----- Listed records -----

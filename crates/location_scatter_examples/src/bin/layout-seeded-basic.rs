use location_scatter::prelude::*;
use location_scatter_examples::{demo_catalog, describe_layout, init_tracing};

fn main() -> anyhow::Result<()> {
    init_tracing();
    let catalog = demo_catalog()?;
    let snapshots = SnapshotStore::capture(&catalog);
    let asylum = catalog
        .get("undead_asylum")
        .ok_or_else(|| anyhow::anyhow!("demo catalog lacks undead_asylum"))?;

    // Same seed, same layout.
    let first = distribute(asylum, &snapshots, Some("player123_visit1"));
    let again = distribute(asylum, &snapshots, Some("player123_visit1"));
    assert_eq!(first, again);
    print!("{}", describe_layout(&first));

    // A different seed reshuffles the same pool.
    let other = distribute(asylum, &snapshots, Some("player123_visit2"));
    print!("{}", describe_layout(&other));
    tracing::info!(
        "Both layouts hold {} items and {} entities.",
        other.distributed_item_count(),
        other.distributed_entity_count()
    );

    // Unseeded layouts draw from the thread-local generator.
    let unseeded = distribute(asylum, &snapshots, None);
    print!("{}", describe_layout(&unseeded));
    Ok(())
}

-----

Work required - What you give back should be the lines from the one with "other.distributed_entity_count()" to the end of the data, copied exactly, both ends included.

Exercise solution -
        other.distributed_entity_count()
    );

    // Unseeded layouts draw from the thread-local generator.
    let unseeded = distribute(asylum, &snapshots, None);
    print!("{}", describe_layout(&unseeded));
    Ok(())
}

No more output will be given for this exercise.